The cultural trajectory of the Faefolk is commonly thought of as that of a fading metaphor – once deeply feared and highly respected entities one would never risk offending, 19th century Romanticism, nostalgia for a romanticised rural past in the face of the Industrial Revolution, and the rising cult of the child during the Victorian era saw these once-formidable spiritual creatures largely reduced to Disneyfied pixies in the Western cultural imagination. Nonetheless their power has endured, with the current ‘magickal renaissance’ and the rise of the podcast seeing a global interest in Fae and Jinn lore steadily grow over the past decade. As humanity grapples with its latest technical revolution, the subversive power of the nature spirit seems to be on the rise once more.

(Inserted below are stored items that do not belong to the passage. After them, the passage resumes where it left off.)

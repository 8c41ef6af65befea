//! # Navigation Bar
//!
//! Top bar with screen tabs, the signed-in user and a logout button.
//! Only rendered when the user is authenticated.

use crate::app::{App, AppState, Screen};
use crate::ui::theme::Theme;

pub fn render_nav_bar(ui: &mut egui::Ui, state: &AppState, app: &mut App) {
    if !state.is_authenticated() {
        return;
    }

    let theme = Theme::default();

    ui.horizontal(|ui| {
        ui.set_height(32.0);

        ui.label(egui::RichText::new("PaperTrade").strong().size(18.0).color(theme.selected));
        ui.add_space(12.0);

        ui.spacing_mut().item_spacing = egui::vec2(2.0, 0.0);
        if ui.button("<").on_hover_text("Previous (Shift+Tab)").clicked() {
            app.previous_screen();
        }
        if ui.button(">").on_hover_text("Next (Tab)").clicked() {
            app.next_screen();
        }
        ui.spacing_mut().item_spacing = egui::vec2(8.0, 0.0);
        ui.add_space(8.0);

        for &screen in Screen::all() {
            let title = match screen {
                Screen::Notifications if state.notifications.unread_count() > 0 => {
                    format!("{} ({})", screen.title(), state.notifications.unread_count())
                }
                _ => screen.title().to_string(),
            };
            if ui.selectable_label(state.screen == screen, title).clicked() && state.screen != screen {
                app.handle_screen_change(screen);
            }
        }

        ui.with_layout(egui::Layout::right_to_left(egui::Align::Center), |ui| {
            if ui.button("Log out").clicked() {
                app.handle_logout();
            }
            if let Some(user) = &state.store.auth.user {
                ui.colored_label(theme.dim, user.display_name());
            }
        });
    });
}
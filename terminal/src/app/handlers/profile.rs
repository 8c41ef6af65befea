//! # Profile Handlers
//!
//! Profile details, avatar, preferences and account security.

use crate::app::events::AppEvent;
use crate::app::state::{AppState, ProfileForm, ToastLevel};
use crate::app::tasks::spawn_event;
use crate::core::service::ApiService;
use crate::utils::validation::{
    validate_email, validate_password, validate_password_confirmation, validate_required,
    validate_two_factor_token,
};
use async_channel::Sender;
use parking_lot::RwLock;
use shared::{ChangePasswordRequest, ProfileSettings, ProfileUpdate, UserProfile};
use std::path::PathBuf;
use std::sync::Arc;

/// Typed confirmation required before an account is deleted.
pub const DELETE_CONFIRMATION: &str = "DELETE";

pub(crate) fn load_profile(
    state: Arc<RwLock<AppState>>,
    api: Arc<dyn ApiService>,
    event_tx: Sender<AppEvent>,
) {
    {
        let mut state = state.write();
        if state.profile.loading {
            return;
        }
        state.profile.loading = true;
    }
    let settings_api = api.clone();
    let settings_tx = event_tx.clone();
    spawn_event(event_tx, async move { AppEvent::ProfileLoaded(api.get_profile().await) });
    spawn_event(settings_tx, async move {
        AppEvent::ProfileSettingsLoaded(settings_api.get_profile_settings().await)
    });
}

/// Fields of `form` that differ from `profile`.
pub fn profile_changes(profile: &UserProfile, form: &ProfileForm) -> ProfileUpdate {
    fn changed(current: &str, edited: &str) -> Option<String> {
        let edited = edited.trim();
        (edited != current).then(|| edited.to_string())
    }

    ProfileUpdate {
        full_name: changed(&profile.user.full_name, &form.full_name),
        email: changed(&profile.user.email, &form.email),
        phone_no: changed(&profile.user.phone_no, &form.phone_no),
        address: changed(&profile.user.address, &form.address),
    }
}

pub(crate) fn handle_save_profile(
    state: Arc<RwLock<AppState>>,
    api: Arc<dyn ApiService>,
    event_tx: Sender<AppEvent>,
) {
    let update = {
        let mut state = state.write();
        if state.profile.saving {
            return;
        }
        let Some(profile) = state.profile.profile.clone() else {
            return;
        };
        let form = state.profile.form.clone();
        let checks = validate_required(&form.full_name, "Full name")
            .into_result()
            .and_then(|_| validate_email(&form.email).into_result());
        if let Err(message) = checks {
            state.toast(ToastLevel::Error, message);
            return;
        }
        let update = profile_changes(&profile, &form);
        if update.is_empty() {
            state.toast(ToastLevel::Info, "No changes to save");
            return;
        }
        state.profile.saving = true;
        update
    };

    spawn_event(event_tx, async move { AppEvent::ProfileUpdated(api.update_profile(update).await) });
}

/// Upload the image at `path` as the new avatar.
pub(crate) fn handle_upload_avatar(
    state: Arc<RwLock<AppState>>,
    api: Arc<dyn ApiService>,
    event_tx: Sender<AppEvent>,
    path: PathBuf,
) {
    state.write().profile.saving = true;
    spawn_event(event_tx, async move {
        let file_name = path
            .file_name()
            .map(|name| name.to_string_lossy().into_owned())
            .unwrap_or_else(|| "avatar".to_string());
        match tokio::fs::read(&path).await {
            Ok(bytes) => {
                tracing::info!(file = %file_name, size = bytes.len(), "Uploading avatar");
                AppEvent::AvatarUploaded(api.upload_avatar(file_name, bytes).await)
            }
            Err(e) => {
                tracing::warn!(path = %path.display(), error = %e, "Failed to read avatar file");
                AppEvent::TaskFailed(format!("Could not read {}: {}", file_name, e))
            }
        }
    });
}

pub(crate) fn handle_save_settings(
    state: Arc<RwLock<AppState>>,
    api: Arc<dyn ApiService>,
    event_tx: Sender<AppEvent>,
    settings: ProfileSettings,
) {
    state.write().profile.saving = true;
    spawn_event(event_tx, async move {
        AppEvent::ProfileSettingsSaved(api.update_profile_settings(settings).await)
    });
}

pub(crate) fn handle_change_password(
    state: Arc<RwLock<AppState>>,
    api: Arc<dyn ApiService>,
    event_tx: Sender<AppEvent>,
) {
    let request = {
        let mut state = state.write();
        let form = state.profile.password_form.clone();
        let checks = validate_required(&form.current_password, "Current password")
            .into_result()
            .and_then(|_| validate_password_confirmation(&form.new_password, &form.confirm_password).into_result())
            .and_then(|_| validate_password(&form.new_password).into_result());
        if let Err(message) = checks {
            state.toast(ToastLevel::Error, message);
            return;
        }
        state.profile.saving = true;
        ChangePasswordRequest {
            current_password: form.current_password,
            new_password: form.new_password,
        }
    };

    spawn_event(event_tx, async move { AppEvent::PasswordChanged(api.change_password(request).await) });
}

pub(crate) fn handle_enable_two_factor(api: Arc<dyn ApiService>, event_tx: Sender<AppEvent>) {
    spawn_event(event_tx, async move { AppEvent::TwoFactorSetupReady(api.enable_two_factor().await) });
}

fn two_factor_token(state: &Arc<RwLock<AppState>>) -> Option<String> {
    let mut state = state.write();
    let token = state.profile.two_factor_token.trim().to_string();
    match validate_two_factor_token(&token).error {
        Some(message) => {
            state.toast(ToastLevel::Error, message);
            None
        }
        None => Some(token),
    }
}

pub(crate) fn handle_verify_two_factor(
    state: Arc<RwLock<AppState>>,
    api: Arc<dyn ApiService>,
    event_tx: Sender<AppEvent>,
) {
    if let Some(token) = two_factor_token(&state) {
        spawn_event(event_tx, async move { AppEvent::TwoFactorVerified(api.verify_two_factor(token).await) });
    }
}

pub(crate) fn handle_disable_two_factor(
    state: Arc<RwLock<AppState>>,
    api: Arc<dyn ApiService>,
    event_tx: Sender<AppEvent>,
) {
    if let Some(token) = two_factor_token(&state) {
        spawn_event(event_tx, async move { AppEvent::TwoFactorDisabled(api.disable_two_factor(token).await) });
    }
}

pub(crate) fn handle_delete_account(
    state: Arc<RwLock<AppState>>,
    api: Arc<dyn ApiService>,
    event_tx: Sender<AppEvent>,
) {
    {
        let mut state = state.write();
        if state.profile.delete_confirmation.trim() != DELETE_CONFIRMATION {
            state.toast(
                ToastLevel::Error,
                format!("Type {} to confirm account deletion", DELETE_CONFIRMATION),
            );
            return;
        }
        state.profile.saving = true;
    }
    tracing::warn!("Account deletion requested");
    spawn_event(event_tx, async move { AppEvent::AccountDeleted(api.delete_account().await) });
}

#[cfg(test)]
mod tests {
    use super::*;
    use shared::User;

    fn profile() -> UserProfile {
        UserProfile {
            user: User {
                id: "u1".to_string(),
                full_name: "Ada Lovelace".to_string(),
                email: "ada@example.com".to_string(),
                phone_no: "555".to_string(),
                address: "London".to_string(),
                balance: 0.0,
            },
            avatar: None,
        }
    }

    #[test]
    fn unchanged_form_is_empty_update() {
        let mut state = crate::app::state::ProfileState {
            profile: Some(profile()),
            ..Default::default()
        };
        state.reset_form();
        assert!(profile_changes(&profile(), &state.form).is_empty());
    }

    #[test]
    fn only_changed_fields_are_sent() {
        let form = ProfileForm {
            full_name: "Ada King ".to_string(),
            email: "ada@example.com".to_string(),
            phone_no: "555".to_string(),
            address: "Paris".to_string(),
        };
        let update = profile_changes(&profile(), &form);
        assert_eq!(update.full_name.as_deref(), Some("Ada King"));
        assert_eq!(update.email, None);
        assert_eq!(update.address.as_deref(), Some("Paris"));
    }
}
//! # Trading Endpoints
//!
//! Trade history, order placement, closing and the REST live-price fallback.
//! Every response is wrapped as `{ "data": ... }`.

use shared::dto::envelope::ApiEnvelope;
use shared::dto::trading::{LivePrice, PlaceTradeRequest, Trade};

use super::client::ApiClient;
use crate::core::error::Result;

/// All trades of the authenticated user.
#[tracing::instrument(skip(client))]
pub async fn get_user_trades(client: &ApiClient) -> Result<Vec<Trade>> {
    let trades = client
        .get::<ApiEnvelope<Vec<Trade>>>("/user/trades")
        .await?
        .data;
    tracing::debug!(count = trades.len(), "Fetched user trades");
    Ok(trades)
}

/// Place a simulated market order.
#[tracing::instrument(skip(client, request), fields(symbol = %request.symbol, side = %request.side, quantity = request.quantity))]
pub async fn place_trade(client: &ApiClient, request: PlaceTradeRequest) -> Result<Trade> {
    let trade = client
        .post::<_, ApiEnvelope<Trade>>("/trade/place", &request)
        .await?
        .data;
    tracing::info!(trade_id = %trade.id, price = trade.price, "Trade placed");
    Ok(trade)
}

/// Close an open trade; the backend computes its pnl.
#[tracing::instrument(skip(client))]
pub async fn close_trade(client: &ApiClient, trade_id: &str) -> Result<Trade> {
    let trade = client
        .post_empty::<ApiEnvelope<Trade>>(&format!("/trade/close/{}", trade_id))
        .await?
        .data;
    tracing::info!(trade_id = %trade.id, pnl = ?trade.pnl, "Trade closed");
    Ok(trade)
}

/// Current price of one symbol.
#[tracing::instrument(skip(client), level = "debug")]
pub async fn get_live_price(client: &ApiClient, symbol: &str) -> Result<LivePrice> {
    Ok(client
        .get::<ApiEnvelope<LivePrice>>(&format!("/trades/live-price/{}", symbol))
        .await?
        .data)
}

.M Contemporary is pleased to showcase a new body of work by acclaimed Western Australian artist Andrew Nicholls exploring Fae lore and the centuries-old alure of the ‘good folk’. Nicholls’ high-camp ceramic vases, bottles and bowls, created on a residency in Jingdezhen China in May 2025, draw on Fae lore and the historical cultural association of the word ‘fairy’ as a gay slur. The series is inspired by Nicholls’ Scottish heritage, and his own run-in with a possible Jinn on the slopes of an Indonesian volcano in the late 1990s that culminated in a spiritual healing in a hospital emergency ward to release him from a baleful spiritual attachment.